The vulnerability resides in Rockwell Automation programmable controllers, sold under the Logix brand. Ranging from the size of a small toaster to a large bread box or even larger, these devices help control devices and processes on assembly lines and in other manufacturing environments. Engineers program the PLC using Rockwell Studio 5000 Logix Designer software.
On Thursday, the US Cybersecurity & Infrastructure Security Administration warned of a critical vulnerability that could allow hackers to remotely connect to Logix controllers and change their configuration or application code from there. The vulnerability requires low skill levels to be exploited, CISA said.

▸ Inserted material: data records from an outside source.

//! Run configuration.
//!
//! A [`Configuration`] describes one discovery run: where the rows come from,
//! how cells are recognized as null, which columns take part and how the
//! lattice is searched. It is deserialized with `serde` through the `config`
//! crate, so it can come from a TOML/JSON/YAML file, from `CODY_*` environment
//! variables or from both (environment wins). Every configuration is validated
//! before the first row is read.

use std::path::{Path, PathBuf};

use rand::SeedableRng;
use rand::rngs::StdRng;
use rand::seq::index::sample;
use serde::{Deserialize, Serialize};

use crate::error::{CodyError, Result};

pub const ENV_PREFIX: &str = "CODY";

// ------------- Pruning -------------
#[derive(Debug, Clone, Copy, PartialEq, Eq, Default, Serialize, Deserialize)]
#[serde(rename_all = "snake_case")]
pub enum PruningMode {
    #[default]
    Clique,
    Component,
}

// ------------- Column selection -------------
#[derive(Debug, Clone, PartialEq, Eq, Default, Serialize, Deserialize)]
#[serde(tag = "mode", rename_all = "snake_case")]
pub enum ColumnSelection {
    #[default]
    All,
    /// The first `count` columns.
    Prefix { count: usize },
    /// `count` distinct columns drawn uniformly from the first `max`.
    Random {
        count: usize,
        max: usize,
        #[serde(default)]
        seed: Option<u64>,
    },
}

impl ColumnSelection {
    fn validate(&self) -> Result<()> {
        match self {
            ColumnSelection::All => Ok(()),
            ColumnSelection::Prefix { count: 0 } => {
                Err(CodyError::Config("prefix column selection of zero columns".into()))
            }
            ColumnSelection::Prefix { .. } => Ok(()),
            ColumnSelection::Random { count: 0, .. } => {
                Err(CodyError::Config("random column selection of zero columns".into()))
            }
            ColumnSelection::Random { count, max, .. } if count > max => Err(CodyError::Config(
                format!("cannot sample {count} columns out of {max}"),
            )),
            ColumnSelection::Random { .. } => Ok(()),
        }
    }
    /// Resolves the selection against the width of the first record. `None`
    /// means every column is kept in file order.
    pub fn resolve(&self, width: usize) -> Result<Option<Vec<usize>>> {
        match *self {
            ColumnSelection::All => Ok(None),
            ColumnSelection::Prefix { count } => {
                if count > width {
                    return Err(CodyError::Config(format!(
                        "prefix of {count} columns exceeds the {width} columns of the source"
                    )));
                }
                Ok(Some((0..count).collect()))
            }
            ColumnSelection::Random { count, max, seed } => {
                if max > width {
                    return Err(CodyError::Config(format!(
                        "random sample bound of {max} columns exceeds the {width} columns of the source"
                    )));
                }
                let mut rng = match seed {
                    Some(seed) => StdRng::seed_from_u64(seed),
                    None => StdRng::from_entropy(),
                };
                let mut indices = sample(&mut rng, max, count).into_vec();
                indices.sort_unstable();
                Ok(Some(indices))
            }
        }
    }
}

// ------------- Configuration -------------
#[derive(Debug, Clone, PartialEq, Serialize, Deserialize)]
#[serde(default)]
pub struct Configuration {
    pub path: Option<PathBuf>,
    pub delimiter: char,
    pub quote: char,
    pub skip_lines: usize,
    pub null_value: String,
    pub has_header: bool,
    pub row_limit: Option<usize>,
    pub columns: ColumnSelection,
    pub min_support: f64,
    pub deduplicate: bool,
    pub pruning: PruningMode,
    pub threads: Option<usize>,
}

impl Default for Configuration {
    fn default() -> Self {
        Self {
            path: None,
            delimiter: ',',
            quote: '"',
            skip_lines: 0,
            null_value: String::new(),
            has_header: true,
            row_limit: None,
            columns: ColumnSelection::All,
            min_support: 1.0,
            deduplicate: true,
            pruning: PruningMode::Clique,
            threads: None,
        }
    }
}

impl Configuration {
    /// Loads a configuration from an optional file, overridden by `CODY_*`
    /// environment variables. Nested keys use a double underscore, as in
    /// `CODY_COLUMNS__MODE=prefix`.
    pub fn load(file: Option<&Path>) -> Result<Self> {
        let mut builder = config::Config::builder();
        if let Some(file) = file {
            builder = builder.add_source(config::File::from(file));
        }
        let configuration: Configuration = builder
            .add_source(
                config::Environment::with_prefix(ENV_PREFIX)
                    .prefix_separator("_")
                    .separator("__")
                    .try_parsing(true),
            )
            .build()?
            .try_deserialize()?;
        configuration.validate()?;
        Ok(configuration)
    }
    /// Parses a configuration from TOML text.
    pub fn from_toml(text: &str) -> Result<Self> {
        let configuration: Configuration = config::Config::builder()
            .add_source(config::File::from_str(text, config::FileFormat::Toml))
            .build()?
            .try_deserialize()?;
        configuration.validate()?;
        Ok(configuration)
    }
    pub fn validate(&self) -> Result<()> {
        if !(self.min_support > 0.0 && self.min_support <= 1.0) {
            return Err(CodyError::Config(format!(
                "minimum support must lie in (0, 1], got {}",
                self.min_support
            )));
        }
        ascii_byte("delimiter", self.delimiter)?;
        ascii_byte("quote", self.quote)?;
        if self.delimiter == self.quote {
            return Err(CodyError::Config(format!(
                "delimiter and quote are both '{}'",
                self.delimiter
            )));
        }
        if self.threads == Some(0) {
            return Err(CodyError::Config("thread count must be positive".into()));
        }
        self.columns.validate()
    }
    pub fn is_exact(&self) -> bool {
        self.min_support >= 1.0
    }
    pub fn delimiter_byte(&self) -> Result<u8> {
        ascii_byte("delimiter", self.delimiter)
    }
    pub fn quote_byte(&self) -> Result<u8> {
        ascii_byte("quote", self.quote)
    }
}

fn ascii_byte(what: &str, c: char) -> Result<u8> {
    if c.is_ascii() {
        Ok(c as u8)
    } else {
        Err(CodyError::Config(format!("{what} '{c}' is not an ASCII character")))
    }
}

The vulnerability tracked as CVE-2021-22681 results from the Studio 5000 Logix Designer software that enables hackers to extract a secret encryption key. This key is hard-coded in both Logix controllers and engineering stations and checks communication between the two devices. A hacker who obtained the key could then impersonate an engineering workstation and manipulate PLC code or configurations that directly affect a manufacturing process.
"Every affected Rockwell Logix controller available on the Internet is potentially vulnerable and exploitable," said Sharon Brizinov, principal vulnerability researcher at Claroty, one of three organizations that Rockwell is credited with independently discovering the bug. "To successfully exploit this vulnerability, an attacker must first obtain the secret key and understand the cryptographic algorithm used in the authentication process."
Brizinov said Claroty notified Rockwell of the vulnerability in 2019. Rockwell only announced it on Thursday. Rockwell also attributed Kaspersky Lab and Soonchunhyang University researchers to Eunseon Jeong, Youngho An, Junyoung Park, Insu Oh, and Kangbin Yim.
The vulnerability affects nearly every Logix PLC Rockwell sold, including:
- CompactLogix 1768
- CompactLogix 1769
- CompactLogix 5370
- CompactLogix 5380
- CompactLogix 5480
- ControlLogix 5550
- ControlLogix 5560
- ControlLogix 5570
- ControlLogix 5580
- DriveLogix 5560
- DriveLogix 5730
- DriveLogix 1794-L34
- Compact GuardLogix 5370
- Compact GuardLogix 5380
- GuardLogix 5570
- GuardLogix 5580
- SoftLogix 5800
Rockwell is not releasing a patch that directly addresses the problems arising from the hard-coded key. Instead, the company recommends SPS users to follow certain risk mitigation steps. In these steps the controller mode switch is put into operation. If this is not possible, follow other recommendations that are specific to each PLC model.
These steps are detailed in a report Rockwell is making available to its customers, as well as the CISA report linked above. Rockwell and CISA also recommend that PLC users follow standard safety recommendations. One of the most important recommendations is to ensure that control system devices are not accessible over the Internet.
Security experts generally admonish engineers to put critical industrial systems behind a firewall so that they are not exposed to the Internet. Unfortunately, engineers struggling with heavy workloads and limited budgets often ignore advice. The last reminder of this came earlier this month when a municipal water treatment plant in Florida said an intruder had accessed a remote system and tried to string potable water with lye. The employees at the plant used the same TeamViewer password and did not put the system behind a firewall.
With Logix PLC users segmenting industrial control networks and following other best practices, the risk from CVE-2021-22681 is unlikely to be minimal. And if people haven't implemented these practices, hackers likely have easier ways to hijack the devices. However, the vulnerability is serious enough that all Logix PLC users should read the CISA and Rockwell notices.
Claroty has published its own article here.